## Task item
Filter this data down to the lines that hold "account", and copy them.

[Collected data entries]
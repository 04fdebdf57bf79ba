//! Handlers for the `/users` resource.
//!
//! Listing and edits are administrator-only; a user may read their own
//! record. Users are never hard-deleted.

use axum::extract::{Path, State};
use axum::http::StatusCode;
use axum::Json;
use serde::Deserialize;

use mediateca_core::error::CoreError;
use mediateca_core::roles::Role;
use mediateca_core::types::DbId;
use mediateca_db::models::user::{UpdateUser, UserResponse};
use mediateca_db::repositories::UserRepo;

use crate::error::{AppError, AppResult};
use crate::middleware::rbac::{RequireAdmin, RequireAuth};
use crate::response::DataResponse;
use crate::state::AppState;

/// Request body for `PUT /users/{id}`.
#[derive(Debug, Deserialize)]
pub struct UpdateUserRequest {
    pub name: Option<String>,
    pub email: Option<String>,
    pub role: Option<String>,
    pub is_active: Option<bool>,
}

/// GET /api/v1/users
pub async fn list_users(
    State(state): State<AppState>,
    RequireAdmin(_admin): RequireAdmin,
) -> AppResult<Json<DataResponse<Vec<UserResponse>>>> {
    let users = UserRepo::list(&state.pool).await?;
    let data = users.into_iter().map(UserResponse::from).collect();
    Ok(Json(DataResponse { data }))
}

/// GET /api/v1/users/{id}
///
/// Self or administrator.
pub async fn get_user(
    State(state): State<AppState>,
    RequireAuth(caller): RequireAuth,
    Path(id): Path<DbId>,
) -> AppResult<Json<DataResponse<UserResponse>>> {
    if caller.user_id != id && caller.role != Role::Administrator {
        return Err(AppError::Core(CoreError::Forbidden(
            "You may only view your own account".into(),
        )));
    }

    let user = UserRepo::find_by_id(&state.pool, id)
        .await?
        .ok_or(AppError::Core(CoreError::NotFound { entity: "User", id }))?;

    Ok(Json(DataResponse {
        data: UserResponse::from(user),
    }))
}

/// PUT /api/v1/users/{id}
pub async fn update_user(
    State(state): State<AppState>,
    RequireAdmin(admin): RequireAdmin,
    Path(id): Path<DbId>,
    Json(input): Json<UpdateUserRequest>,
) -> AppResult<Json<DataResponse<UserResponse>>> {
    let role = input
        .role
        .as_deref()
        .map(|r| r.trim().parse::<Role>())
        .transpose()?;

    if admin.user_id == id
        && (input.is_active == Some(false) || role.is_some_and(|r| r != Role::Administrator))
    {
        return Err(AppError::Core(CoreError::Validation(
            "You cannot deactivate or demote your own account".into(),
        )));
    }

    let update = UpdateUser {
        name: input.name.map(|n| n.trim().to_string()).filter(|n| !n.is_empty()),
        email: input.email.map(|e| e.trim().to_string()).filter(|e| !e.is_empty()),
        role: role.map(|r| r.as_str().to_string()),
        is_active: input.is_active,
    };

    let user = UserRepo::update(&state.pool, id, &update)
        .await?
        .ok_or(AppError::Core(CoreError::NotFound { entity: "User", id }))?;

    tracing::info!(user_id = id, admin_id = admin.user_id, "User updated");
    Ok(Json(DataResponse {
        data: UserResponse::from(user),
    }))
}

/// DELETE /api/v1/users/{id}
///
/// Soft-deactivate. An administrator cannot deactivate themselves.
pub async fn deactivate_user(
    State(state): State<AppState>,
    RequireAdmin(admin): RequireAdmin,
    Path(id): Path<DbId>,
) -> AppResult<StatusCode> {
    if admin.user_id == id {
        return Err(AppError::Core(CoreError::Validation(
            "You cannot deactivate your own account".into(),
        )));
    }

    if !UserRepo::deactivate(&state.pool, id).await? {
        // Either unknown or already inactive.
        if UserRepo::find_by_id(&state.pool, id).await?.is_none() {
            return Err(AppError::Core(CoreError::NotFound { entity: "User", id }));
        }
    }

    tracing::info!(user_id = id, admin_id = admin.user_id, "User deactivated");
    Ok(StatusCode::NO_CONTENT)
}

## Your response
            "You may only view your own account".into(),
            "You cannot deactivate or demote your own account".into(),
            "You cannot deactivate your own account".into(),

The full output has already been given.